* [YOUR OBJECTIVE] Only the lines from the one containing "tx.replace_table(table, rows)?;" through the one containing "if table_exists(&self.tx, table)?" should be printed, exactly as they appear below, with both ends included.
START DATA FOR THIS TASK
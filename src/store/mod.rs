//! The embedded relational store (a single SQLite file).
//!
//! Table and column names always arrive as [`Identifier`]s and are double-quoted in SQL text;
//! cell values are always bound as parameters.
//!
//! Writes that must land together go through [`Store::transaction`]; the single-table helpers on
//! [`Store`] each run in their own transaction.

mod codec;

use std::collections::HashSet;
use std::path::Path;
use std::time::Duration;

use rusqlite::{Connection, OptionalExtension, Transaction, params, params_from_iter};

use crate::error::{IngestError, IngestResult};
use crate::fingerprint::ROW_HASH_COLUMN;
use crate::naming::Identifier;
use crate::types::{TableData, Value};

/// Names SQLite accepts for the implicit row id. A user column with one of these names shadows it.
pub(crate) const ROWID_ALIASES: [&str; 3] = ["rowid", "_rowid_", "oid"];

/// Data columns, rows and per-row fingerprints ready to be written.
///
/// `columns` never contains `row_hash`; the store appends it as the last column.
#[derive(Debug, Clone, PartialEq)]
pub struct HashedRows {
    pub columns: Vec<Identifier>,
    pub rows: Vec<Vec<Value>>,
    pub hashes: Vec<String>,
}

impl HashedRows {
    pub fn row_count(&self) -> usize {
        self.rows.len()
    }
}

/// An open connection to the store. Dropping it closes the connection.
#[derive(Debug)]
pub struct Store {
    conn: Connection,
}

impl Store {
    pub fn open_path(path: impl AsRef<Path>) -> IngestResult<Self> {
        let conn = Connection::open(path)?;
        conn.busy_timeout(Duration::from_secs(5))?;
        Ok(Self { conn })
    }

    pub fn open_in_memory() -> IngestResult<Self> {
        let conn = Connection::open_in_memory()?;
        conn.busy_timeout(Duration::from_secs(5))?;
        Ok(Self { conn })
    }

    /// All table names in the catalog, sorted.
    pub fn table_names(&self) -> IngestResult<Vec<String>> {
        table_names(&self.conn)
    }

    /// Whether the catalog holds `table`. SQLite resolves table names case-insensitively, so a
    /// table created as `Orders` counts as `orders`.
    pub fn table_exists(&self, table: &Identifier) -> IngestResult<bool> {
        table_exists(&self.conn, table)
    }

    /// The name `table` is stored under in the catalog, which may differ from `table` in case.
    pub fn catalog_name(&self, table: &Identifier) -> IngestResult<Option<String>> {
        catalog_name(&self.conn, table)
    }

    /// Column names of `table` in declaration order (including `row_hash`).
    pub fn column_names(&self, table: &Identifier) -> IngestResult<Vec<String>> {
        column_names(&self.conn, table)
    }

    pub fn row_count(&self, table: &Identifier) -> IngestResult<usize> {
        ensure_exists(&self.conn, table)?;
        let sql = format!("SELECT COUNT(*) FROM {}", table.quoted());
        let count: i64 = self.conn.query_row(&sql, [], |r| r.get(0))?;
        Ok(usize::try_from(count).unwrap_or_default())
    }

    /// Read rows of `table` in insertion order, at most `limit` of them when given.
    pub fn read_table(&self, table: &Identifier, limit: Option<usize>) -> IngestResult<TableData> {
        let columns = column_names(&self.conn, table)?;
        let limit = limit.map_or(-1, |n| i64::try_from(n).unwrap_or(i64::MAX));
        let order = ROWID_ALIASES
            .iter()
            .find(|alias| !columns.iter().any(|c| c.eq_ignore_ascii_case(alias)))
            .ok_or_else(|| {
                IngestError::invalid_input(format!(
                    "table '{table}' shadows every row id alias; insertion order is unavailable"
                ))
            })?;
        let sql = format!(
            "SELECT * FROM {} ORDER BY {order} LIMIT ?1",
            table.quoted()
        );

        let mut stmt = self.conn.prepare(&sql)?;
        let width = columns.len();
        let rows = stmt.query_map(params![limit], |r| {
            let mut out = Vec::with_capacity(width);
            for idx in 0..width {
                out.push(codec::from_sql(r.get_ref(idx)?));
            }
            Ok(out)
        })?;

        let mut data = Vec::new();
        for row in rows {
            data.push(row?);
        }

        Ok(TableData {
            name: table.to_string(),
            columns,
            rows: data,
        })
    }

    /// Every distinct fingerprint currently stored in `table`.
    pub fn row_hashes(&self, table: &Identifier) -> IngestResult<HashSet<String>> {
        row_hashes(&self.conn, table)
    }

    /// Drop and recreate `table` with `rows` as its only content.
    pub fn replace_table(&mut self, table: &Identifier, rows: &HashedRows) -> IngestResult<()> {
        let tx = self.transaction()?;
        tx.replace_table(table, rows)?;
        tx.commit()
    }

    /// Create `table`; fails with `NameCollision` if it already exists.
    pub fn create_table(&mut self, table: &Identifier, rows: &HashedRows) -> IngestResult<()> {
        let tx = self.transaction()?;
        tx.create_table(table, rows)?;
        tx.commit()
    }

    /// Insert `rows` at the end of an existing `table`. Returns the number of rows inserted.
    pub fn append_rows(&mut self, table: &Identifier, rows: &HashedRows) -> IngestResult<usize> {
        let tx = self.transaction()?;
        let inserted = tx.append_rows(table, rows)?;
        tx.commit()?;
        Ok(inserted)
    }

    pub(crate) fn drop_table(&mut self, table: &Identifier) -> IngestResult<()> {
        ensure_exists(&self.conn, table)?;
        self.conn
            .execute(&format!("DROP TABLE {}", table.quoted()), [])?;
        Ok(())
    }

    /// Begin a transaction. Nothing written through it is visible until [`StoreTransaction::commit`];
    /// dropping it without committing rolls everything back.
    pub fn transaction(&mut self) -> IngestResult<StoreTransaction<'_>> {
        Ok(StoreTransaction {
            tx: self.conn.transaction()?,
        })
    }

    pub(crate) fn connection(&self) -> &Connection {
        &self.conn
    }
}

/// A write transaction over the store.
pub struct StoreTransaction<'a> {
    tx: Transaction<'a>,
}

impl StoreTransaction<'_> {
    pub fn table_exists(&self, table: &Identifier) -> IngestResult<bool> {
        table_exists(&self.tx, table)
    }

    pub fn replace_table(&self, table: &Identifier, rows: &HashedRows) -> IngestResult<()> {
        self.tx
            .execute(&format!("DROP TABLE IF EXISTS {}", table.quoted()), [])?;
        create_and_fill(&self.tx, table, rows)
    }

    pub fn create_table(&self, table: &Identifier, rows: &HashedRows) -> IngestResult<()> {
        if table_exists(&self.tx, table)? {
            return Err(IngestError::NameCollision {
                name: table.to_string(),
            });
        }
        create_and_fill(&self.tx, table, rows)
    }

    pub fn append_rows(&self, table: &Identifier, rows: &HashedRows) -> IngestResult<usize> {
        ensure_exists(&self.tx, table)?;
        insert_rows(&self.tx, table, rows)
    }

    /// Drop a table by its catalog name, which need not be a normalized identifier.
    pub(crate) fn drop_table(&self, name: &str) -> IngestResult<()> {
        self.tx.execute(
            &format!("DROP TABLE IF EXISTS \"{}\"", name.replace('"', "\"\"")),
            [],
        )?;
        Ok(())
    }

    pub fn commit(self) -> IngestResult<()> {
        self.tx.commit()?;
        Ok(())
    }
}

fn table_names(conn: &Connection) -> IngestResult<Vec<String>> {
    let mut stmt = conn.prepare(
        "SELECT name FROM sqlite_master WHERE type = 'table' AND name NOT LIKE 'sqlite_%' ORDER BY name",
    )?;
    let rows = stmt.query_map([], |r| r.get::<_, String>(0))?;
    let mut names = Vec::new();
    for name in rows {
        names.push(name?);
    }
    Ok(names)
}

fn catalog_name(conn: &Connection, table: &Identifier) -> IngestResult<Option<String>> {
    let name = conn
        .query_row(
            "SELECT name FROM sqlite_master WHERE type = 'table' AND name = ?1 COLLATE NOCASE",
            params![table.as_str()],
            |r| r.get::<_, String>(0),
        )
        .optional()?;
    Ok(name)
}

fn table_exists(conn: &Connection, table: &Identifier) -> IngestResult<bool> {
    Ok(catalog_name(conn, table)?.is_some())
}

fn ensure_exists(conn: &Connection, table: &Identifier) -> IngestResult<()> {
    if table_exists(conn, table)? {
        Ok(())
    } else {
        Err(IngestError::TableNotFound {
            table: table.to_string(),
        })
    }
}

fn column_names(conn: &Connection, table: &Identifier) -> IngestResult<Vec<String>> {
    ensure_exists(conn, table)?;
    let mut stmt = conn.prepare(&format!("PRAGMA table_info({})", table.quoted()))?;
    let rows = stmt.query_map([], |r| r.get::<_, String>(1))?;
    let mut names = Vec::new();
    for name in rows {
        names.push(name?);
    }
    Ok(names)
}

fn row_hashes(conn: &Connection, table: &Identifier) -> IngestResult<HashSet<String>> {
    ensure_exists(conn, table)?;
    let sql = format!(
        "SELECT DISTINCT \"{ROW_HASH_COLUMN}\" FROM {} WHERE \"{ROW_HASH_COLUMN}\" IS NOT NULL",
        table.quoted()
    );
    let mut stmt = conn.prepare(&sql)?;
    let rows = stmt.query_map([], |r| r.get::<_, String>(0))?;
    let mut hashes = HashSet::new();
    for hash in rows {
        hashes.insert(hash?);
    }
    Ok(hashes)
}

fn create_and_fill(conn: &Connection, table: &Identifier, rows: &HashedRows) -> IngestResult<()> {
    let mut defs: Vec<String> = rows
        .columns
        .iter()
        .enumerate()
        .map(|(idx, col)| format!("{} {}", col.quoted(), codec::column_affinity(&rows.rows, idx)))
        .collect();
    defs.push(format!("\"{ROW_HASH_COLUMN}\" TEXT"));

    let sql = format!("CREATE TABLE {} ({})", table.quoted(), defs.join(", "));
    conn.execute(&sql, [])?;
    insert_rows(conn, table, rows)?;
    Ok(())
}

fn insert_rows(conn: &Connection, table: &Identifier, rows: &HashedRows) -> IngestResult<usize> {
    let mut names: Vec<String> = rows.columns.iter().map(|c| c.quoted()).collect();
    names.push(format!("\"{ROW_HASH_COLUMN}\""));
    let placeholders: Vec<String> = (1..=names.len()).map(|i| format!("?{i}")).collect();
    let sql = format!(
        "INSERT INTO {} ({}) VALUES ({})",
        table.quoted(),
        names.join(", "),
        placeholders.join(", ")
    );

    let mut stmt = conn.prepare(&sql)?;
    let width = rows.columns.len();
    for (row, hash) in rows.rows.iter().zip(rows.hashes.iter()) {
        let mut values: Vec<rusqlite::types::Value> = (0..width)
            .map(|idx| codec::to_sql(row.get(idx).unwrap_or(&Value::Null)))
            .collect();
        values.push(rusqlite::types::Value::Text(hash.clone()));
        stmt.execute(params_from_iter(values))?;
    }
    Ok(rows.rows.len())
}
END DATA FOR THIS TASK
* [EXPECTED OUTPUT]
        tx.replace_table(table, rows)?;
        tx.commit()
    }

    /// Create `table`; fails with `NameCollision` if it already exists.
    pub fn create_table(&mut self, table: &Identifier, rows: &HashedRows) -> IngestResult<()> {
        let tx = self.transaction()?;
        tx.create_table(table, rows)?;
        tx.commit()
    }

    /// Insert `rows` at the end of an existing `table`. Returns the number of rows inserted.
    pub fn append_rows(&mut self, table: &Identifier, rows: &HashedRows) -> IngestResult<usize> {
        let tx = self.transaction()?;
        let inserted = tx.append_rows(table, rows)?;
        tx.commit()?;
        Ok(inserted)
    }

    pub(crate) fn drop_table(&mut self, table: &Identifier) -> IngestResult<()> {
        ensure_exists(&self.conn, table)?;
        self.conn
            .execute(&format!("DROP TABLE {}", table.quoted()), [])?;
        Ok(())
    }

    /// Begin a transaction. Nothing written through it is visible until [`StoreTransaction::commit`];
    /// dropping it without committing rolls everything back.
    pub fn transaction(&mut self) -> IngestResult<StoreTransaction<'_>> {
        Ok(StoreTransaction {
            tx: self.conn.transaction()?,
        })
    }

    pub(crate) fn connection(&self) -> &Connection {
        &self.conn
    }
}

/// A write transaction over the store.
pub struct StoreTransaction<'a> {
    tx: Transaction<'a>,
}

impl StoreTransaction<'_> {
    pub fn table_exists(&self, table: &Identifier) -> IngestResult<bool> {
        table_exists(&self.tx, table)
    }

    pub fn replace_table(&self, table: &Identifier, rows: &HashedRows) -> IngestResult<()> {
        self.tx
            .execute(&format!("DROP TABLE IF EXISTS {}", table.quoted()), [])?;
        create_and_fill(&self.tx, table, rows)
    }

    pub fn create_table(&self, table: &Identifier, rows: &HashedRows) -> IngestResult<()> {
        if table_exists(&self.tx, table)? {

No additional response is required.